A Sussex school has dropped plans to name one of its houses after Harry Potter author JK Rowling because she might ‘no longer be an appropriate role model.’

Friday, 12th June 2020, 11:06 am

The novelist - who has sold more than 500 million copies of her Potter fantasy series - has ended up in the bad books of The Weald School and Sixth Form in Billingshurst.

The school has written to parents saying the school was no longer going to name one of its houses after her because it ‘did not wish to be associated with’ the author’s views.

The new house will now instead be named Blackman after former Children’s Laureate Malorie Blackman.

JK Rowling (Photo by John Phillips/Getty Images) SUS-201106-170220001

In the letter to parents, deputy headteacher Sarah Edwards explained that JK Rowling had originally been one of six new house names: Davinci, Seacole, Mercury, Attenborough, Rowling and Thompson.

“However,” she wrote, “in recent days it has come to light that one of our new names may in fact no longer be an appropriate role model for our community.

“JK Rowling has tweeted some messages which are considered to be offensive to the LGBT+ community (specifically, trans-phobic) and we feel that we do not wish to be associated with these views.

“The Weald is a school which always seeks to be inclusive of people across all of the protected characteristics, and we would not want to cause offence, even inadvertently.

The Weald School, Billingshurst SUS-201206-105844001

“We have therefore taken the decision to remove the name Rowling from our new house and it will be called Blackman instead.

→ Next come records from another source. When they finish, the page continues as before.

// --------------------------------------------------------------------------
// API Request/Response Types
// --------------------------------------------------------------------------

/// Request body for creating a blob.
#[derive(Serialize)]
struct CreateBlobBody<'a> {
    content: &'a str,
    encoding: &'a str,
}

/// One entry in a tree creation request.
#[derive(Serialize)]
struct TreeEntryBody<'a> {
    path: &'a str,
    mode: &'a str,
    #[serde(rename = "type")]
    kind: &'a str,
    sha: &'a str,
}

/// Request body for creating a tree.
#[derive(Serialize)]
struct CreateTreeBody<'a> {
    tree: Vec<TreeEntryBody<'a>>,
    base_tree: &'a str,
}

/// Request body for creating a commit.
#[derive(Serialize)]
struct CreateCommitBody<'a> {
    message: &'a str,
    tree: &'a str,
    parents: Vec<&'a str>,
}

/// Request body for creating a reference.
#[derive(Serialize)]
struct CreateRefBody<'a> {
    #[serde(rename = "ref")]
    ref_name: &'a str,
    sha: &'a str,
}

/// Request body for updating a reference.
#[derive(Serialize)]
struct UpdateRefBody<'a> {
    sha: &'a str,
}

/// GitHub error response format.
#[derive(Deserialize)]
struct GitHubErrorResponse {
    message: String,
}

/// Repository metadata response (subset).
#[derive(Deserialize)]
struct GitHubRepository {
    default_branch: String,
}

/// Reference read response.
#[derive(Deserialize)]
struct GitHubReference {
    object: GitHubRefObject,
}

/// Object a reference points at.
#[derive(Deserialize)]
struct GitHubRefObject {
    sha: String,
}

/// Response carrying just a created object's sha.
#[derive(Deserialize)]
struct GitHubSha {
    sha: String,
}

#[cfg(test)]
mod tests {
    use super::*;

    fn test_repo() -> RepoId {
        RepoId::parse("octocat/hello-world").unwrap()
    }

    #[test]
    fn new_targets_default_api_base() {
        let store = GitHubStore::new("token", test_repo());
        assert_eq!(store.api_base, DEFAULT_API_BASE);
        assert_eq!(store.name(), "github");
        assert_eq!(store.repo().owner(), "octocat");
    }

    #[test]
    fn with_api_base_overrides() {
        let store =
            GitHubStore::with_api_base("token", test_repo(), "https://github.example.com/api/v3");
        assert_eq!(store.api_base, "https://github.example.com/api/v3");
    }

    #[test]
    fn repo_url_format() {
        let store = GitHubStore::new("token", test_repo());
        assert_eq!(
            store.repo_url("git/blobs"),
            "https://api.github.com/repos/octocat/hello-world/git/blobs"
        );
        assert_eq!(
            store.repo_root_url(),
            "https://api.github.com/repos/octocat/hello-world"
        );
    }

    #[test]
    fn debug_redacts_token() {
        let store = GitHubStore::new("secret_token_abc123", test_repo());
        let debug_output = format!("{:?}", store);
        assert!(!debug_output.contains("secret_token_abc123"));
        assert!(debug_output.contains("octocat"));
    }

    #[test]
    fn headers_carry_bearer_token() {
        let store = GitHubStore::new("tok123", test_repo());
        let headers = store.headers().unwrap();
        assert_eq!(headers[AUTHORIZATION], "Bearer tok123");
        assert_eq!(headers[ACCEPT], "application/vnd.github+json");
        assert_eq!(headers[USER_AGENT], USER_AGENT_VALUE);
    }

    #[test]
    fn headers_reject_control_characters_in_token() {
        let store = GitHubStore::new("bad\ntoken", test_repo());
        assert!(matches!(
            store.headers(),
            Err(StoreError::AuthFailed(_))
        ));
    }

    #[test]
    fn tree_entry_body_serialization() {
        let body = TreeEntryBody {
            path: "src/main.rs",
            mode: FILE_MODE,
            kind: "blob",
            sha: "abc123def4567890abc123def4567890abc12345",
        };
        let json = serde_json::to_value(&body).unwrap();
        assert_eq!(json["mode"], "100644");
        assert_eq!(json["type"], "blob");
        assert_eq!(json["path"], "src/main.rs");
    }

    #[test]
    fn create_ref_body_uses_ref_key() {
        let sha = "abc123def4567890abc123def4567890abc12345";
        let body = CreateRefBody {
            ref_name: "refs/heads/feat",
            sha,
        };
        let json = serde_json::to_value(&body).unwrap();
        assert_eq!(json["ref"], "refs/heads/feat");
        assert_eq!(json["sha"], sha);
    }

    #[test]
    fn parse_oid_rejects_malformed_sha() {
        let result = GitHubStore::parse_oid("not-a-sha".into());
        assert!(matches!(result, Err(StoreError::ApiError { .. })));
    }
}
//! builder
//!
//! Chainable, queue-serialized builder for GitHub commits.
//!
//! # Design
//!
//! Every mutating call ([`select_branch`], [`stage`], [`commit`],
//! [`push`]) appends one unit of work to an internal queue and returns
//! immediately, so calls can be chained textually before any network
//! result exists. A spawned driver task executes the queue strictly in
//! order against single-writer state.
//!
//! The builder is a command object, not a future: callers learn the
//! outcome through [`await_completion`], which settles once every
//! previously queued operation has run (or been skipped after a failure).
//! Always terminate a chain with `await_completion` — dropping the
//! builder without it silently discards any failure.
//!
//! # Example
//!
//! ```no_run
//! use gitmason::builder::CommitBuilder;
//!
//! # async fn example() -> Result<(), gitmason::builder::BuildError> {
//! let mut builder = CommitBuilder::new("octocat/hello-world", "ghp_xxx", None)?;
//! builder
//!     .select_branch("feat/docs")
//!     .stage("README.md", "# Hello\n")
//!     .stage("logo.png", std::fs::read("logo.png").unwrap())
//!     .commit("Add docs and logo")
//!     .push();
//! builder.await_completion().await?;
//! # Ok(())
//! # }
//! ```
//!
//! [`select_branch`]: CommitBuilder::select_branch
//! [`stage`]: CommitBuilder::stage
//! [`commit`]: CommitBuilder::commit
//! [`push`]: CommitBuilder::push
//! [`await_completion`]: CommitBuilder::await_completion

mod queue;
mod state;

use std::sync::Arc;

use thiserror::Error;
use tokio::sync::{mpsc, oneshot};

use crate::content::FileContent;
use crate::store::{GitHubStore, ObjectStore, StoreError};
use crate::types::{RepoId, TypeError};

use queue::Op;
use state::BuilderState;

/// Errors from the commit builder.
///
/// Precondition errors surface synchronously from [`CommitBuilder::new`];
/// everything else arrives through [`CommitBuilder::await_completion`].
/// The type is `Clone` because the queue's first failure is observed by
/// every completion probe.
#[derive(Debug, Clone, Error)]
pub enum BuildError {
    /// Repository identifier missing at construction.
    #[error("repository identifier is required")]
    MissingRepository,

    /// Token missing at construction.
    #[error("token is required")]
    MissingToken,

    /// Identifier failed validation at construction.
    #[error(transparent)]
    Invalid(#[from] TypeError),

    /// Publish requested with no commit produced and no head resolved.
    #[error("nothing to publish: no commit has been created or resolved")]
    NothingToPublish,

    /// A remote object-store operation failed.
    #[error(transparent)]
    Store(#[from] StoreError),

    /// The driver task is gone; queued work can no longer settle.
    #[error("operation queue terminated")]
    QueueClosed,
}

/// Queued builder for a linear chain of object-store mutations.
///
/// Created with [`new`] against GitHub, or [`with_store`] against any
/// [`ObjectStore`]. Must be constructed inside a Tokio runtime: the
/// driver task is spawned at construction.
///
/// A builder instance targets one repository and one branch chain; it is
/// not a coordination point between concurrent writers.
///
/// [`new`]: CommitBuilder::new
/// [`with_store`]: CommitBuilder::with_store
#[derive(Debug)]
pub struct CommitBuilder {
    ops: mpsc::UnboundedSender<Op>,
}

impl CommitBuilder {
    /// Create a builder against the GitHub API.
    ///
    /// `repo` is a combined `owner/name` identifier; `branch` selects an
    /// existing branch explicitly, or `None` to use the repository's
    /// default branch, resolved lazily on first need.
    ///
    /// # Errors
    ///
    /// Fails eagerly (nothing is queued) when `repo` or `token` is empty
    /// or `repo` is not a valid `owner/name` pair.
    pub fn new(repo: &str, token: &str, branch: Option<&str>) -> Result<Self, BuildError> {
        if repo.trim().is_empty() {
            return Err(BuildError::MissingRepository);
        }
        if token.trim().is_empty() {
            return Err(BuildError::MissingToken);
        }
        let repo = RepoId::parse(repo)?;
        let store: Arc<dyn ObjectStore> = Arc::new(GitHubStore::new(token, repo));
        Ok(Self::with_store(store, branch))
    }

    /// Create a builder over an arbitrary object store.
    ///
    /// Used by tests (with the mock store) and by callers bringing their
    /// own transport, e.g. a GitHub Enterprise store with a custom API
    /// base.
    pub fn with_store(store: Arc<dyn ObjectStore>, branch: Option<&str>) -> Self {
        let (tx, rx) = mpsc::unbounded_channel();
        let state = BuilderState::new(store, branch.map(str::to_string));
        tokio::spawn(queue::drive(state, rx));
        Self { ops: tx }
    }

    fn enqueue(&mut self, op: Op) -> &mut Self {
        // Send can only fail if the driver died; await_completion reports
        // that as QueueClosed.
        let _ = self.ops.send(op);
        self
    }

    /// Retarget the chain at a new branch, to be created at push time.
    ///
    /// When queued before any commit, the head of the branch being left
    /// is captured first so the next commit has a valid parent.
    pub fn select_branch(&mut self, name: impl Into<String>) -> &mut Self {
        self.enqueue(Op::SelectBranch { name: name.into() })
    }

    /// Stage content for a path. Staging the same path again overwrites
    /// the earlier content.
    pub fn stage(
        &mut self,
        path: impl Into<String>,
        content: impl Into<FileContent>,
    ) -> &mut Self {
        self.enqueue(Op::Stage {
            path: path.into(),
            content: content.into(),
        })
    }

    /// Commit everything staged so far. With nothing staged this still
    /// produces a valid commit mirroring the parent's tree.
    pub fn commit(&mut self, message: impl Into<String>) -> &mut Self {
        self.enqueue(Op::Commit {
            message: message.into(),
        })
    }

    /// Publish the current head to the working branch.
    pub fn push(&mut self) -> &mut Self {
        self.enqueue(Op::Push { ref_name: None })
    }

    /// Publish the current head to an explicitly named branch.
    pub fn push_to(&mut self, ref_name: impl Into<String>) -> &mut Self {
        self.enqueue(Op::Push {
            ref_name: Some(ref_name.into()),
        })
    }

    /// Wait until every operation queued so far has settled.
    ///
    /// Returns `Ok(())` if all of them succeeded, or the first failure
    /// (operations queued after it were skipped). May be called more than
    /// once; a failed queue keeps reporting the same first error.
    pub async fn await_completion(&mut self) -> Result<(), BuildError> {
        let (done, settled) = oneshot::channel();
        self.ops
            .send(Op::Flush { done })
            .map_err(|_| BuildError::QueueClosed)?;
        settled.await.map_err(|_| BuildError::QueueClosed)?
    }
}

Malorie Blackman is a prolific author of children’s and young adult literature, writer of television and radio dramas, was the Children’s Laureate between 2013-2015 and uses her writing as a way of exploring social and ethical issues.

“We feel that she fits the bill as an excellent replacement for a modern-day female author, so that we retain our aim of having a combination of historical and modern significant figures.”

She added that the name change had been “a difficult decision but we are confident it is the right one.”